Es de rigor que el hombre del presente se cuestione lo esencial: ¿cómo es posible que habitando la Tierra para “algo” (lo que fuere) sea, al mismo tiempo, un absoluto fracaso. El que te dije: “No todo es fracaso”. Las respuestas son tan variadas, tan numerosas, que caemos inevitablemente en la moral, que enumera pero no responde, o en la resignación, o en la individualidad soterrada. Quizás en el transcurso de siglos venideros, la conciencia del ser humano, si es que la especie perdura, quede libre de tanta porquería. Mientras tanto, el hecho de que otros hombres luchen para producir una metamorfosis a la inversa, sin necesidad de trasplantes ni pastillas mágicas para prolongar la vida, se limita, por el momento, a ser un consuelo teórico -lo que no le resta grandeza-, bien que tenemos presente aquello de que “hay que hacer como si se pudiera”. Sin este combate “contra” el mundo, no quedaría más que decir adiós.

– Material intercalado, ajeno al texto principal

use clap::{ArgAction, Parser, Subcommand};
use derive_more::{Display, Error};
use exn::ResultExt;
use folio_cache::{BlobCache, MemoryBlobStore};
use folio_config::Config;
use folio_fetch::Url;
use folio_fetch::fetcher::{HttpFetcher, HttpOptions};
use folio_preload::{PageState, PageTicket, PreloadOptions, Preloader, preload_window};
use std::path::PathBuf;
use std::process::ExitCode;
use std::sync::Arc;
use tracing_subscriber::EnvFilter;

type Result<T> = std::result::Result<T, exn::Exn<ErrorKind>>;

#[derive(Debug, Display, Error, Clone, PartialEq, Eq)]
enum ErrorKind {
    #[display("could not load configuration")]
    Config,
    #[display("not a page URL: {_0}")]
    Usage(#[error(not(source))] String),
    #[display("could not start the preloader")]
    Setup,
}

#[derive(Parser)]
#[command(name = "folio", version, about = "Prefetch and cache page images")]
struct Cli {
    /// Configuration file (TOML, YAML or JSON).
    #[arg(short, long, global = true)]
    config: Option<PathBuf>,

    /// More logging; repeat for more (-v debug, -vv trace).
    #[arg(short, long, action = ArgAction::Count, global = true)]
    verbose: u8,

    #[command(subcommand)]
    command: Command,
}

#[derive(Subcommand)]
enum Command {
    /// Fetch pages into the cache and report how each one ended.
    Preload {
        /// Priority of the first page; each following page is one step less
        /// urgent. Lower is more urgent.
        #[arg(long, default_value_t = 0, allow_negative_numbers = true)]
        priority: i64,

        /// Route every request through this image proxy.
        #[arg(long)]
        proxy: Option<String>,

        /// Fetches in flight at once (overrides the configuration).
        #[arg(short = 'j', long)]
        concurrency: Option<usize>,

        /// Treat the URLs as one chapter and preload only the reading window
        /// starting at this page index (`preload.lookahead` pages ahead).
        #[arg(long, conflicts_with = "priority")]
        current: Option<usize>,

        #[arg(required = true)]
        urls: Vec<String>,
    },
}

#[tokio::main]
async fn main() -> ExitCode {
    let cli = Cli::parse();
    let default_level = match cli.verbose {
        0 => "warn",
        1 => "debug",
        _ => "trace",
    };
    let filter = EnvFilter::try_from_default_env().unwrap_or_else(|_| EnvFilter::new(default_level));
    tracing_subscriber::fmt().with_env_filter(filter).with_writer(std::io::stderr).init();

    match run(cli).await {
        Ok(code) => code,
        Err(err) => {
            eprintln!("error: {err:?}");
            ExitCode::FAILURE
        },
    }
}

async fn run(cli: Cli) -> Result<ExitCode> {
    let mut config = Config::load(cli.config.as_deref()).or_raise(|| ErrorKind::Config)?;
    match cli.command {
        Command::Preload { priority, proxy, concurrency, current, urls } => {
            if proxy.is_some() {
                config.fetch.proxy = proxy;
            }
            if let Some(concurrency) = concurrency {
                config.fetch.concurrency = concurrency;
            }
            config.validate().or_raise(|| ErrorKind::Config)?;
            let urls = urls
                .iter()
                .map(|url| folio_fetch::validate_url(url).or_raise(|| ErrorKind::Usage(url.clone())))
                .collect::<Result<Vec<Url>>>()?;
            let request = match current {
                Some(current) => Request::Window { current, lookahead: config.preload.lookahead },
                None => Request::All { priority },
            };
            preload(&config, urls, request).await
        },
    }
}

/// Which pages of the command line to request, and how urgently.
#[derive(Clone, Copy, Debug, PartialEq, Eq)]
enum Request {
    All { priority: i64 },
    Window { current: usize, lookahead: usize },
}

fn request(preloader: &Preloader, urls: Vec<Url>, request: Request) -> Vec<PageTicket> {
    match request {
        Request::All { priority } => preloader.preload(urls, priority),
        Request::Window { current, lookahead } => preload_window(preloader, &urls, current, lookahead),
    }
}

async fn preload(config: &Config, urls: Vec<Url>, plan: Request) -> Result<ExitCode> {
    let options = HttpOptions {
        proxy: config.fetch.proxy_url().or_raise(|| ErrorKind::Config)?,
        // The preloader enforces the per-page timeout.
        timeout: None,
        user_agent: config.fetch.user_agent.clone(),
    };
    let fetcher = HttpFetcher::new("http", options).or_raise(|| ErrorKind::Setup)?;
    let store = Arc::new(MemoryBlobStore::default());
    let capacity = config.cache.capacity().or_raise(|| ErrorKind::Config)?;
    let cache = Arc::new(BlobCache::new(store.clone(), capacity).or_raise(|| ErrorKind::Setup)?);
    let preloader = Preloader::new(
        Arc::new(fetcher),
        Arc::clone(&cache),
        PreloadOptions { concurrency: config.fetch.concurrency, fetch_timeout: config.fetch.timeout() },
    )
    .or_raise(|| ErrorKind::Setup)?;

    let tickets = request(&preloader, urls, plan);
    tracing::info!(pages = tickets.len(), concurrency = preloader.concurrency(), "Preloading");
    let outcomes = futures::future::join_all(tickets.into_iter().map(settle)).await;

    let mut failed = 0usize;
    for (ticket, state) in &outcomes {
        match state {
            PageState::Cached(handle) => println!("cached     {}  {handle} ({} bytes)", ticket.url(), handle.size()),
            PageState::Failed(err) => {
                failed += 1;
                let kind: &folio_preload::error::ErrorKind = err;
                println!("failed     {}  {kind}", ticket.url());
            },
            PageState::Cancelled => println!("cancelled  {}", ticket.url()),
            PageState::Queued | PageState::Fetching => println!("unfinished {}", ticket.url()),
        }
    }

    let stats = cache.stats();
    println!(
        "cache: {} entries, {}/{} used ({}), {} evictions, {} bytes live",
        stats.entries,
        stats.used,
        stats.capacity,
        cache.capacity(),
        stats.evictions,
        store.live_bytes(),
    );
    Ok(if failed > 0 { ExitCode::FAILURE } else { ExitCode::SUCCESS })
}

async fn settle(mut ticket: PageTicket) -> (PageTicket, PageState) {
    let state = ticket.wait().await;
    (ticket, state)
}

#[cfg(test)]
mod tests {
    use super::*;
    use folio_fetch::FetcherHandle;
    use folio_fetch::fetcher::MockFetcher;

    fn chapter(count: usize) -> Vec<Url> {
        (0..count).map(|n| Url::parse(&format!("https://cdn.example/ch3/{n:03}.webp")).unwrap()).collect()
    }

    fn preloader(pages: &[Url]) -> (Arc<MockFetcher>, Preloader) {
        let fetcher = Arc::new(MockFetcher::with_pages(pages.iter().map(|url| (url.to_string(), &b"webp"[..]))));
        let cache = Arc::new(BlobCache::new(Arc::new(MemoryBlobStore::default()), folio_cache::Capacity::Entries(16)).unwrap());
        let handle: FetcherHandle = fetcher.clone();
        let preloader = Preloader::new(handle, cache, PreloadOptions { concurrency: 2, fetch_timeout: None }).unwrap();
        (fetcher, preloader)
    }

    #[test]
    fn test_current_selects_window() {
        let cli = Cli::try_parse_from(["folio", "preload", "--current", "2", "https://cdn.example/1.jpg"]).unwrap();
        let Command::Preload { current, .. } = cli.command;
        assert_eq!(current, Some(2));
        assert!(Cli::try_parse_from(["folio", "preload", "--current", "2", "--priority", "1", "https://a.test/1.jpg"]).is_err());
    }

    #[tokio::test]
    async fn test_window_request_uses_lookahead() {
        let pages = chapter(8);
        let (fetcher, preloader) = preloader(&pages);
        let mut tickets = request(&preloader, pages.clone(), Request::Window { current: 2, lookahead: 3 });
        assert_eq!(tickets.len(), 4);
        for ticket in &mut tickets {
            assert!(ticket.wait().await.handle().is_some());
        }
        let mut fetched = fetcher.calls();
        fetched.sort();
        assert_eq!(fetched, pages[2..=5]);
    }

    #[tokio::test]
    async fn test_all_request_fetches_every_url() {
        let pages = chapter(3);
        let (fetcher, preloader) = preloader(&pages);
        for mut ticket in request(&preloader, pages.clone(), Request::All { priority: 0 }) {
            assert!(ticket.wait().await.handle().is_some());
        }
        assert_eq!(fetcher.calls().len(), 3);
    }
}
//! Bound on concurrent fetches.

use crate::error::{ErrorKind, Result};
use exn::ResultExt;
use std::sync::Arc;
use tokio::sync::{OwnedSemaphorePermit, Semaphore};

/// The right to run one fetch. Released when dropped, so every exit path of
/// the holder (success, error, timeout, cancellation, panic) gives it back.
#[derive(Debug)]
#[must_use = "a permit is released as soon as it is dropped"]
pub struct Permit(#[allow(dead_code)] OwnedSemaphorePermit);

/// Admits at most `limit` fetches at once.
///
/// Backed by Tokio's [`Semaphore`], which is fair: permits are granted in the
/// order [`acquire`](Self::acquire) was called, so no waiter starves.
#[derive(Clone, Debug)]
pub struct FetchLimiter {
    semaphore: Arc<Semaphore>,
    limit: usize,
}

impl FetchLimiter {
    /// Create a limiter admitting `limit` concurrent fetches.
    pub fn new(limit: usize) -> Result<Self> {
        if limit == 0 || limit > Semaphore::MAX_PERMITS {
            exn::bail!(ErrorKind::InvalidConcurrency(Semaphore::MAX_PERMITS));
        }
        Ok(Self { semaphore: Arc::new(Semaphore::new(limit)), limit })
    }

    /// Wait for a free slot.
    pub async fn acquire(&self) -> Result<Permit> {
        let permit = Arc::clone(&self.semaphore).acquire_owned().await.or_raise(|| ErrorKind::LimiterClosed)?;
        Ok(Permit(permit))
    }

    /// Take a free slot if there is one, without waiting.
    pub fn try_acquire(&self) -> Option<Permit> {
        Arc::clone(&self.semaphore).try_acquire_owned().ok().map(Permit)
    }

    /// Give a slot back. Equivalent to dropping the permit.
    pub fn release(&self, permit: Permit) {
        drop(permit);
    }

    /// Fail every pending and future [`acquire`](Self::acquire). Permits
    /// already handed out stay valid.
    pub fn close(&self) {
        self.semaphore.close();
    }

    pub fn limit(&self) -> usize {
        self.limit
    }

    pub fn available(&self) -> usize {
        self.semaphore.available_permits()
    }

    pub fn in_flight(&self) -> usize {
        self.limit - self.available()
    }
}
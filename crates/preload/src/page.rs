//! Per-page lifecycle as seen by callers.

use crate::error::Error;
use folio_cache::BlobHandle;
use folio_fetch::Url;
use std::sync::Arc;
use tokio::sync::watch;

/// Where a page is in its preload lifecycle.
///
/// `Queued` and `Fetching` are transient; the other three are terminal for
/// that request. A terminal page can be enqueued again, which starts a new
/// lifecycle.
#[derive(Clone, Debug)]
pub enum PageState {
    Queued,
    Fetching,
    Cached(BlobHandle),
    Failed(Arc<Error>),
    Cancelled,
}

impl PageState {
    pub fn is_terminal(&self) -> bool {
        matches!(self, Self::Cached(_) | Self::Failed(_) | Self::Cancelled)
    }

    /// The local handle, once the page is cached.
    pub fn handle(&self) -> Option<&BlobHandle> {
        match self {
            Self::Cached(handle) => Some(handle),
            _ => None,
        }
    }
}

/// Observes one page as it moves through the preloader.
///
/// Every caller asking for the same URL while it is in flight gets a ticket
/// on the same underlying request.
#[derive(Clone, Debug)]
pub struct PageTicket {
    url: Url,
    state: watch::Receiver<PageState>,
}

impl PageTicket {
    pub(crate) fn new(url: Url, state: watch::Receiver<PageState>) -> Self {
        Self { url, state }
    }

    /// A ticket whose outcome is already known.
    pub(crate) fn resolved(url: Url, state: PageState) -> Self {
        let (_, receiver) = watch::channel(state);
        Self::new(url, receiver)
    }

    pub fn url(&self) -> &Url {
        &self.url
    }

    /// Current state, without waiting.
    pub fn state(&self) -> PageState {
        self.state.borrow().clone()
    }

    /// Wait for the page to reach a terminal state.
    ///
    /// If the preloader goes away before the page settles, the page counts
    /// as cancelled.
    pub async fn wait(&mut self) -> PageState {
        let settled = self.state.wait_for(PageState::is_terminal).await.map(|state| state.clone());
        match settled {
            Ok(state) => state,
            Err(_) => {
                let last = self.state.borrow().clone();
                if last.is_terminal() { last } else { PageState::Cancelled }
            },
        }
    }
}
//! In-memory fetcher for testing.

use crate::Fetcher;
use crate::error::{ErrorKind, Result};
use crate::uri::validate as validate_url;
use async_trait::async_trait;
use bytes::Bytes;
use std::collections::HashMap;
use std::sync::atomic::{AtomicUsize, Ordering};
use std::sync::{Mutex, PoisonError};
use std::time::Duration;
use tokio::sync::{RwLock, watch};
use url::Url;

#[derive(Clone)]
enum Response {
    Page(Bytes),
    Fail(ErrorKind),
}

/// In-memory fetcher for testing.
///
/// Pages are stored in a `HashMap` behind a [`RwLock`], so all methods can
/// operate on `&self`. Every call to [`fetch`](Fetcher::fetch) is logged,
/// which lets tests count network round-trips and check dispatch order.
///
/// Calling [`hold`](Self::hold) parks every subsequent fetch until
/// [`release`](Self::release), keeping requests "in flight" for as long as a
/// test needs.
///
/// # Examples
///
/// ```
/// use folio_fetch::fetcher::MockFetcher;
/// use folio_fetch::{Fetcher, validate_url};
///
/// # #[tokio::main(flavor = "current_thread")]
/// # async fn main() {
/// let fetcher = MockFetcher::with_pages([
///     ("https://cdn.example/ch1/001.jpg", &b"jpeg bytes"[..]),
/// ]);
/// let url = validate_url("https://cdn.example/ch1/001.jpg").unwrap();
/// assert_eq!(fetcher.fetch(&url).await.unwrap().as_ref(), b"jpeg bytes");
/// assert_eq!(fetcher.calls().len(), 1);
/// # }
/// ```
pub struct MockFetcher {
    pages: RwLock<HashMap<Url, Response>>,
    delay: Option<Duration>,
    calls: Mutex<Vec<Url>>,
    gate: watch::Sender<bool>,
    in_flight: AtomicUsize,
    peak: AtomicUsize,
}

impl MockFetcher {
    /// Create a mock fetcher pre-populated with pages.
    ///
    /// Panics if any URL fails validation. If test setup is wrong, then test
    /// should not pass.
    pub fn with_pages(pages: impl IntoIterator<Item = (impl AsRef<str>, impl Into<Bytes>)>) -> Self {
        let mut map = HashMap::new();
        for (url, data) in pages {
            let Ok(validated) = validate_url(url.as_ref()) else {
                panic!("MockFetcher::with_pages: invalid URL {}", url.as_ref());
            };
            map.insert(validated, Response::Page(data.into()));
        }
        Self {
            pages: RwLock::new(map),
            delay: None,
            calls: Mutex::new(Vec::new()),
            gate: watch::Sender::new(true),
            in_flight: AtomicUsize::new(0),
            peak: AtomicUsize::new(0),
        }
    }

    /// Make every fetch take at least `delay` (uses Tokio time, so it can be
    /// driven by a paused clock).
    pub fn with_delay(mut self, delay: Duration) -> Self {
        self.delay = Some(delay);
        self
    }

    /// Add (or replace) a page.
    pub async fn insert(&self, url: &Url, data: impl Into<Bytes>) {
        self.pages.write().await.insert(url.clone(), Response::Page(data.into()));
    }

    /// Make fetches of `url` fail with `kind`.
    pub async fn fail(&self, url: &Url, kind: ErrorKind) {
        self.pages.write().await.insert(url.clone(), Response::Fail(kind));
    }

    /// Park all fetches (current and future) until [`release`](Self::release).
    pub fn hold(&self) {
        self.gate.send_replace(false);
    }

    /// Let parked fetches continue.
    pub fn release(&self) {
        self.gate.send_replace(true);
    }

    /// Every URL passed to [`fetch`](Fetcher::fetch), in call order.
    pub fn calls(&self) -> Vec<Url> {
        self.calls.lock().unwrap_or_else(PoisonError::into_inner).clone()
    }

    /// Number of fetch calls made for `url`.
    pub fn calls_for(&self, url: &Url) -> usize {
        self.calls.lock().unwrap_or_else(PoisonError::into_inner).iter().filter(|u| *u == url).count()
    }

    /// Fetches currently executing.
    pub fn in_flight(&self) -> usize {
        self.in_flight.load(Ordering::SeqCst)
    }

    /// Highest number of fetches that were ever executing at once.
    pub fn peak_in_flight(&self) -> usize {
        self.peak.load(Ordering::SeqCst)
    }
}
impl Default for MockFetcher {
    fn default() -> Self {
        let pages: [(&str, &[u8]); 0] = [];
        Self::with_pages(pages)
    }
}

/// Decrements the in-flight counter even if the fetch future is dropped.
struct InFlight<'a>(&'a AtomicUsize);
impl Drop for InFlight<'_> {
    fn drop(&mut self) {
        self.0.fetch_sub(1, Ordering::SeqCst);
    }
}

#[async_trait]
impl Fetcher for MockFetcher {
    fn name(&self) -> &str {
        "mock"
    }

    async fn fetch(&self, url: &Url) -> Result<Bytes> {
        self.calls.lock().unwrap_or_else(PoisonError::into_inner).push(url.clone());
        let current = self.in_flight.fetch_add(1, Ordering::SeqCst) + 1;
        let _guard = InFlight(&self.in_flight);
        self.peak.fetch_max(current, Ordering::SeqCst);

        let mut gate = self.gate.subscribe();
        // The sender lives in `self`, so the channel cannot close under us.
        _ = gate.wait_for(|open| *open).await;
        if let Some(delay) = self.delay {
            tokio::time::sleep(delay).await;
        }

        let response = self.pages.read().await.get(url).cloned();
        match response {
            Some(Response::Page(data)) => Ok(data),
            Some(Response::Fail(kind)) => Err(exn::Exn::from(kind)),
            None => Err(exn::Exn::from(ErrorKind::NotFound(url.to_string()))),
        }
    }
}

Desde luego, el tiempo de cada ser humano apremia. Kafka, en el relato titulado “Abogados” desliza la siguiente frase que utilizo aquí fuera de contexto: “El tiempo que te ha sido acordado es tan corto que tú, cuando pierdes un segundo, pierdes la vida entera; porque no es más larga, sino sólo tan larga como el tiempo que pierdas”. Por otra parte, en otro extremo, Cioran, el exterminador (dicho esto con una reverencia), en Del inconveniente de haber nacido, relata la siguiente anécdota: “Me encontraba solo en este cementerio que dominaba el pueblo, cuando una mujer encinta entró. Salí de inmediato para no tener que ver de cerca a esa portadora de cadáver y rumiar el contraste entre un vientre agresivo y unas tumbas borrosas, entre una falsa promesa y el fin de esa promesa”.

Justifico que estas palabras escandalicen a las “almas puras” que acogen la esperanza (vale decir que esperan) y la vivan acunando en el recipiente de las ilusiones inmóviles. Encuentro en ello lo que alguien llamó “la inocencia de la ceguera”. Pero hay mucha miga en ese pan que nos arroja Cioran. La suficiente como para pensar, entre otras cosas, que el tiempo de las metamorfosis no ha tocado su fin.

Es de rigor que el hombre del presente se cuestione lo esencial: ¿cómo es posible que habitando la Tierra para “algo” (lo que fuere) sea, al mismo tiempo, un absoluto fracaso.